How? It looks like snow bike world championships could, in its first edition, be worth UCI points for the upcoming season. As pointed out on Pinkbike, deep in the UCI rulebook is a change that shows the new world champions will get a hefty 100 UCI points along with their rainbow jersey. With the UCI making it harder and harder to get into World Cup downhill racing, that is not an insignificant footnote.

In fact, from a Canadian perspective, making a wild winter version of downhill (sort of) worth downhill points could be a sweet backdoor for some upcoming young Canuck racers. They just have to get themselves to Chatel, France, to take advantage of their snowy upbringing.
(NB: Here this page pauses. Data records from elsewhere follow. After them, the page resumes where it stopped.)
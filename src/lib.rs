mod database {
    pub mod actions;
    pub mod connection;
    pub mod error;
    pub mod form;
    pub mod pagination;
    pub mod schema;
    pub mod shopping_list;
    pub mod validation;
}
mod authentication {
    pub mod cryptography;
    pub mod permissions;
    pub mod session;
}
pub mod config;
mod constants;

mod cache {
    pub mod cache;
}

pub use authentication::*;
pub use cache::cache::*;
pub use constants::*;
pub use database::*;
pub use shopping_list::*;
use super::config::GenerationSettings;
use super::metadata::{DraftPlaylist, GenerationResult};
use super::preferences::{PreferenceParser, PreferenceRecord};
use super::prompt::build_instruction;
use super::queries::QueryBuilder;
use super::scoring::{FeatureScoring, ScoredTrack};
use super::search::{CandidatePool, CatalogSearch};
use super::utils::PlaylistNaming;
use crate::client::CatalogApi;
use crate::error::{GenerationError, PublishStep, Stage};
use crate::llm::LanguageModel;
use crate::models::Session;
use chrono::Local;
use tracing::{debug, info, warn};

/// Everything a caller supplies for one generation
#[derive(Debug, Clone)]
pub struct GenerationRequest {
    pub description: String,
    pub user_id: String,
    pub access_token: String,
}

/// Pipeline progress; each variant owns exactly what the next stage needs
enum PipelineState {
    Authorizing(GenerationRequest),
    Interpreting {
        session: Session,
        description: String,
    },
    Searching {
        session: Session,
        description: String,
        preferences: PreferenceRecord,
    },
    Scoring {
        session: Session,
        description: String,
        preferences: PreferenceRecord,
        pool: CandidatePool,
    },
    Publishing {
        session: Session,
        draft: DraftPlaylist,
    },
    Done(GenerationResult),
}

impl PipelineState {
    fn stage(&self) -> Stage {
        match self {
            PipelineState::Authorizing(_) => Stage::Authorizing,
            PipelineState::Interpreting { .. } => Stage::Interpreting,
            PipelineState::Searching { .. } => Stage::Searching,
            PipelineState::Scoring { .. } => Stage::Scoring,
            PipelineState::Publishing { .. } => Stage::Publishing,
            PipelineState::Done(_) => Stage::Done,
        }
    }
}

/// Main playlist generator
pub struct PlaylistGenerator<'a, C: CatalogApi, L: LanguageModel> {
    catalog: &'a C,
    model: &'a L,
    settings: GenerationSettings,
}

impl<'a, C: CatalogApi, L: LanguageModel> PlaylistGenerator<'a, C, L> {
    pub fn new(catalog: &'a C, model: &'a L, settings: GenerationSettings) -> Self {
        Self {
            catalog,
            model,
            settings,
        }
    }

    /// Turn a description into a published playlist
    pub fn generate(&self, request: GenerationRequest) -> Result<GenerationResult, GenerationError> {
        let mut state = PipelineState::Authorizing(request);

        loop {
            let stage = state.stage();
            debug!("Entering stage: {stage}");

            state = match self.advance(state) {
                Ok(PipelineState::Done(result)) => {
                    info!(
                        "Playlist '{}' published with {} tracks",
                        result.name, result.track_count
                    );
                    return Ok(result);
                }
                Ok(next) => next,
                Err(err) => {
                    warn!("Generation failed while {}: {err}", err.stage());
                    return Err(err);
                }
            };
        }
    }

    /// Run every stage up to publishing and return what would be published
    pub fn preview(&self, request: GenerationRequest) -> Result<DraftPlaylist, GenerationError> {
        let mut state = PipelineState::Authorizing(request);

        loop {
            state = match self.advance(state)? {
                PipelineState::Publishing { draft, .. } => return Ok(draft),
                next => next,
            };
        }
    }

    fn advance(&self, state: PipelineState) -> Result<PipelineState, GenerationError> {
        match state {
            PipelineState::Authorizing(request) => {
                let (session, description) = Self::authorize(request)?;
                Ok(PipelineState::Interpreting {
                    session,
                    description,
                })
            }
            PipelineState::Interpreting {
                session,
                description,
            } => {
                let preferences = self.interpret(&description)?;
                Ok(PipelineState::Searching {
                    session,
                    description,
                    preferences,
                })
            }
            PipelineState::Searching {
                session,
                description,
                preferences,
            } => {
                let pool = self.search(&session, &preferences)?;
                Ok(PipelineState::Scoring {
                    session,
                    description,
                    preferences,
                    pool,
                })
            }
            PipelineState::Scoring {
                session,
                description,
                preferences,
                pool,
            } => {
                let tracks = FeatureScoring::select(
                    self.catalog,
                    &session,
                    &pool,
                    &preferences,
                    &self.settings,
                );
                let draft = DraftPlaylist {
                    name: PlaylistNaming::generate_playlist_name(&preferences.mood),
                    description: PlaylistNaming::generate_description(&description, Local::now()),
                    tracks,
                };
                Ok(PipelineState::Publishing { session, draft })
            }
            PipelineState::Publishing { session, draft } => {
                let result = self.publish(&session, draft)?;
                Ok(PipelineState::Done(result))
            }
            PipelineState::Done(result) => Ok(PipelineState::Done(result)),
        }
    }

    /// Reject incomplete requests before any external call
    fn authorize(request: GenerationRequest) -> Result<(Session, String), GenerationError> {
        let description = request.description.trim();
        if description.is_empty() {
            return Err(GenerationError::InputInvalid(
                "playlist description is empty".to_string(),
            ));
        }
        if request.access_token.trim().is_empty() {
            return Err(GenerationError::InputInvalid(
                "catalog access token is missing".to_string(),
            ));
        }
        if request.user_id.trim().is_empty() {
            return Err(GenerationError::InputInvalid(
                "catalog user id is missing".to_string(),
            ));
        }

        let session = Session {
            user_id: request.user_id.trim().to_string(),
            access_token: request.access_token.trim().to_string(),
        };
        Ok((session, description.to_string()))
    }

    fn interpret(&self, description: &str) -> Result<PreferenceRecord, GenerationError> {
        info!("Interpreting request: {description:?}");

        let reply = self
            .model
            .complete(&build_instruction(description))
            .map_err(GenerationError::UpstreamUnavailable)?;
        debug!("Model reply:\n{reply}");

        let preferences = PreferenceParser::parse(&reply);
        info!(
            "Mood '{}' | energy {:.2} | valence {:.2} | tempo {} | {} artists, {} genres",
            preferences.mood,
            preferences.energy,
            preferences.valence,
            preferences.tempo_class,
            preferences.artist_names.len(),
            preferences.genres.len()
        );
        Ok(preferences)
    }

    fn search(
        &self,
        session: &Session,
        preferences: &PreferenceRecord,
    ) -> Result<CandidatePool, GenerationError> {
        let queries = QueryBuilder::build(preferences, &self.settings.query_limits);
        info!("Searching catalog with {} queries", queries.len());

        let outcome = CatalogSearch::new(self.catalog, self.settings.results_per_query)
            .run(session, &queries);

        if outcome.pool.is_empty() {
            return Err(GenerationError::NoCandidatesFound {
                queries: queries.len(),
            });
        }
        Ok(outcome.pool)
    }

    /// Create the playlist, then fill it. A failed fill leaves the empty playlist behind.
    fn publish(
        &self,
        session: &Session,
        draft: DraftPlaylist,
    ) -> Result<GenerationResult, GenerationError> {
        let playlist = self
            .catalog
            .create_playlist(
                session,
                &draft.name,
                &draft.description,
                self.settings.public_playlist,
            )
            .map_err(|source| GenerationError::PublishFailed {
                step: PublishStep::Create,
                playlist_id: None,
                source,
            })?;
        info!("Created playlist '{}' ({})", playlist.name, playlist.id);

        let uris: Vec<String> = draft.tracks.iter().map(track_uri).collect();
        self.catalog
            .add_tracks(session, &playlist.id, &uris)
            .map_err(|source| GenerationError::PublishFailed {
                step: PublishStep::AddTracks,
                playlist_id: Some(playlist.id.clone()),
                source,
            })?;

        Ok(GenerationResult::new(
            playlist,
            &draft.tracks,
            self.settings.preview_size,
        ))
    }
}

fn track_uri(scored: &ScoredTrack) -> String {
    scored.track.uri.clone()
}
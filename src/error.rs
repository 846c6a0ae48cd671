use std::fmt;
use thiserror::Error;

/// Failure of a single call to an upstream HTTP API
#[derive(Debug, Error)]
pub enum ApiError {
    #[error("HTTP {status}: {message}")]
    Status { status: u16, message: String },

    #[error("transport error: {0}")]
    Transport(String),

    #[error("invalid response: {0}")]
    Decode(String),
}

impl ApiError {
    /// Upstream HTTP status, when the call got that far
    pub fn status(&self) -> Option<u16> {
        match self {
            ApiError::Status { status, .. } => Some(*status),
            _ => None,
        }
    }

    /// Build a status error from a response body, preferring the
    /// `{"error": {"message": ...}}` envelope used by both Spotify and Anthropic.
    pub fn from_body(status: u16, body: &str) -> Self {
        let message = serde_json::from_str::<serde_json::Value>(body)
            .ok()
            .and_then(|json| {
                let error = json.get("error")?;
                error
                    .get("message")
                    .and_then(|m| m.as_str())
                    .or_else(|| error.as_str())
                    .map(str::to_string)
            })
            .unwrap_or_else(|| {
                let trimmed = body.trim();
                if trimmed.is_empty() {
                    "no response body".to_string()
                } else {
                    trimmed.chars().take(200).collect()
                }
            });

        ApiError::Status { status, message }
    }
}

impl From<ureq::Error> for ApiError {
    fn from(err: ureq::Error) -> Self {
        match err {
            ureq::Error::Status(status, response) => {
                let body = response.into_string().unwrap_or_default();
                ApiError::from_body(status, &body)
            }
            ureq::Error::Transport(transport) => ApiError::Transport(transport.to_string()),
        }
    }
}

impl From<std::io::Error> for ApiError {
    fn from(err: std::io::Error) -> Self {
        ApiError::Decode(err.to_string())
    }
}

/// Pipeline stages, in execution order
#[derive(Debug, Clone, Copy, PartialEq, Eq)]
pub enum Stage {
    Authorizing,
    Interpreting,
    Searching,
    Scoring,
    Publishing,
    Done,
}

impl fmt::Display for Stage {
    fn fmt(&self, f: &mut fmt::Formatter<'_>) -> fmt::Result {
        let name = match self {
            Stage::Authorizing => "authorizing",
            Stage::Interpreting => "interpreting",
            Stage::Searching => "searching",
            Stage::Scoring => "scoring",
            Stage::Publishing => "publishing",
            Stage::Done => "done",
        };
        f.write_str(name)
    }
}

/// Which half of publishing failed
#[derive(Debug, Clone, Copy, PartialEq, Eq)]
pub enum PublishStep {
    Create,
    AddTracks,
}

impl fmt::Display for PublishStep {
    fn fmt(&self, f: &mut fmt::Formatter<'_>) -> fmt::Result {
        match self {
            PublishStep::Create => f.write_str("create playlist"),
            PublishStep::AddTracks => f.write_str("add tracks"),
        }
    }
}

/// The single failure a generation request can end with
#[derive(Debug, Error)]
pub enum GenerationError {
    #[error("invalid input: {0}")]
    InputInvalid(String),

    #[error("language model unavailable: {0}")]
    UpstreamUnavailable(#[source] ApiError),

    #[error("no tracks found for any of {queries} search queries")]
    NoCandidatesFound { queries: usize },

    #[error("failed to {step}: {source}")]
    PublishFailed {
        step: PublishStep,
        /// Set when the playlist was created but populating it failed
        playlist_id: Option<String>,
        #[source]
        source: ApiError,
    },
}

impl GenerationError {
    /// The stage the pipeline was in when it failed
    pub fn stage(&self) -> Stage {
        match self {
            GenerationError::InputInvalid(_) => Stage::Authorizing,
            GenerationError::UpstreamUnavailable(_) => Stage::Interpreting,
            GenerationError::NoCandidatesFound { .. } => Stage::Searching,
            GenerationError::PublishFailed { .. } => Stage::Publishing,
        }
    }
}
To be clear, downhill mountain biking on snow sounds like an amazingly fun way to spend a weekend. If it wasn’t being hosted by the joy kill officials of the UCI.

Apparently this already happens in France?

How is this already a world championships event? Other than FrostBIKE at SilverStar, winter downhill has had a very limited race presence in North America. Every year a few pros go out and hit the slopes for some video part, and plenty of us go ride the snow for fun. But organised racing? Not so much.

Overseas, the story might be different. Deep in the UCI press release, Michel Callot, President of the French national cycling organisation (FFC), noted that this is growing out of that country’s national circuit. So apparently people are racing snow bikes already.

“France is a leading mountain bike nation, which means the Fédération Française de Cyclisme takes an interest in all developments within the discipline. So it’s only logical that snow bike has been established in our country thanks to a national circuit,” Callot said. “The awarding of the first UCI Snow Bike World Championships to Châtel celebrates the dynamism of Châtel and the Haute-Savoie region in terms of cycling, and gives concrete expression to the initiatives developed by our Federation to promote this discipline.”

So, there you have it. The first fat bike world champions will be crowned in 2024. What a world. Maybe if this catches on, Whistler can finally get a winter downhill World Cup event?